As a child in elementary school, I hoped that my First-Nations heritage would give me supernatural abilities like uncommon tracking skills. Many Native sidekicks in movies and TV seemed to have the power to discern in the smallest detail what had passed their way. I remember sitting on a large yellow carpet with my classmates, convinced that I could sense when our teacher was about to return from the bathroom.

It has taken a lot of growth to free myself from the superficial fantasies and deep-rooted anxieties about what it means to be First Nations. For too long, those fantasies ensnared me thanks to the images of Native peoples belonging only in the past or on reservations, dead or in poverty. My identity is complicated by the fact that I have the privilege of passing for white, which means that I am never a direct target of interpersonal racism or ever suspected by colleagues as having "an agenda" when I introduce Native voices into my middle-school classroom.

My First-Nations heritage, Oneida, which is part of the Iroquois Confederacy, comes from my paternal grandfather Leslie Roy "Big Jim" Doxtdator. The Canadian government recognizes me as a status Indian under its Indian Act, which for generations stripped legal status from Indian women who married white men. (Before I could comfortably start writing this essay, I searched the house for my status card, which makes me legally Indian in Canada for five years at a time.) When I left Canada, I never renewed it, and it now sits in my wallet, of no use to me in Belgium, where I have lived and worked for the past five years.

While I feel very geographically detached from my family, I hadn't much thought about the nomadic history of First Nations people when I moved overseas.
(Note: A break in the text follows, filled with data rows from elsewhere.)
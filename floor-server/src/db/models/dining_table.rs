//! Dining Table Model

use serde::{Deserialize, Serialize};
use surrealdb::RecordId;
use validator::Validate;

/// Dining table entity, one provisioned physical table
#[derive(Debug, Clone, Serialize, Deserialize)]
pub struct DiningTable {
    #[serde(default, skip_serializing_if = "Option::is_none")]
    pub id: Option<RecordId>,
    /// 桌号 (全店唯一)
    pub table_no: i64,
    #[serde(default = "default_capacity")]
    pub capacity: i64,
    #[serde(default = "default_true")]
    pub is_active: bool,
}

fn default_capacity() -> i64 {
    4
}

fn default_true() -> bool {
    true
}

/// Create dining table payload
#[derive(Debug, Clone, Serialize, Deserialize, Validate)]
pub struct DiningTableCreate {
    #[validate(range(min = 1))]
    pub table_no: i64,
    #[validate(range(min = 1))]
    pub capacity: Option<i64>,
}
//! Dining Table API Handlers

use axum::{
    Json,
    extract::{Path, State},
};
use serde::Serialize;
use validator::Validate;

use crate::core::ServerState;
use crate::db::models::{DiningTable, DiningTableCreate};
use crate::db::repository::DiningTableRepository;
use crate::floor::{ReleaseTrigger, TableState};
use crate::utils::{AppError, AppResult};

/// 桌台状态视图 (座位计划 + 实时预订状态)
#[derive(Debug, Serialize)]
pub struct TableView {
    pub table_no: i64,
    pub capacity: i64,
    pub booked: bool,
    #[serde(skip_serializing_if = "Option::is_none")]
    pub booked_at: Option<i64>,
}

impl From<TableState> for TableView {
    fn from(t: TableState) -> Self {
        Self {
            table_no: t.table_no,
            capacity: t.capacity,
            booked: t.booked_at.is_some(),
            booked_at: t.booked_at,
        }
    }
}

/// GET /api/tables - 获取所有桌台及预订状态
pub async fn list(State(state): State<ServerState>) -> AppResult<Json<Vec<TableView>>> {
    let tables = state.coordinator.floor_snapshot().await;
    Ok(Json(tables.into_iter().map(TableView::from).collect()))
}

/// GET /api/tables/free - 获取空闲桌台
pub async fn list_free(State(state): State<ServerState>) -> AppResult<Json<Vec<TableView>>> {
    let tables = state.coordinator.free_tables().await;
    Ok(Json(tables.into_iter().map(TableView::from).collect()))
}

/// POST /api/tables - 登记桌台 (座位计划)
pub async fn create(
    State(state): State<ServerState>,
    Json(payload): Json<DiningTableCreate>,
) -> AppResult<Json<DiningTable>> {
    payload
        .validate()
        .map_err(|e| AppError::validation(e.to_string()))?;

    let repo = DiningTableRepository::new(state.db.clone());
    let table = repo.create(payload).await?;

    // The registry learns about the table in the same request; a duplicate
    // number was already rejected by the repository.
    state
        .coordinator
        .provision_table(table.table_no, table.capacity)
        .await;

    Ok(Json(table))
}

/// POST /api/tables/{table_no}/release - 员工手动释放桌台
pub async fn release(
    State(state): State<ServerState>,
    Path(table_no): Path<i64>,
) -> AppResult<Json<serde_json::Value>> {
    state
        .coordinator
        .release_table(table_no, ReleaseTrigger::Manual)
        .await?;
    Ok(Json(serde_json::json!({ "released": table_no })))
}

/// POST /api/tables/{table_no}/settle - 结账完成，释放桌台
///
/// 账单金额计算由订单/账务子系统负责；这里只承接
/// "支付完成即释放桌台" 这一个触发点。
pub async fn settle(
    State(state): State<ServerState>,
    Path(table_no): Path<i64>,
) -> AppResult<Json<serde_json::Value>> {
    state
        .coordinator
        .release_table(table_no, ReleaseTrigger::Payment)
        .await?;
    Ok(Json(serde_json::json!({ "released": table_no })))
}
It turns out that my Oneida ancestors, after New York State reduced their lands from six million to a few hundred acres, moved to Ontario in the 1840's and bought their settlement on the Thames River near London.

My more distant Oneida ancestors were betrayed by broken treaties, which didn't stop many First-Nations peoples from fighting in the World Wars only a few generations later. Both of my grandfathers, Big Jim and Harry Edwards, of Welsh descent, passed through Belgium on their way to liberate Holland and Germany. In his war records, one lieutenant described Big Jim as "a better than average Indian lad."

While at times I feel disconnected from my First-Nations roots, too often I lose sight of the interconnections that I have through my family. My father worked as a probation officer for youth for over three decades, and many of his charges were from the Six Nations reserve in Canada. Though he never really talks about it, I know he helped a lot of people. I remember travelling to a school for a basketball game when I was in 9th grade. Someone from the other team came up to me and said, "Hey, I recognized you. Your dad has a picture of you on his desk." I waited to hear something menacing, but instead he said, "Your dad's helped me stay out of detention and in school."

I am thankful for what my family made me, but my personal nomadic story is nothing like that of my ancestors.

After studying philosophy in college, I fell into teaching it at an alternative high school in Toronto. In my first year, I got it all wrong. Quite simply, I took some contemplative questions, started way back near the beginning, possibly with Socrates, and traced the debate up through the present. ("What's knowledge? What's justice? What's truth? Now, let's hear what John Locke has to say.")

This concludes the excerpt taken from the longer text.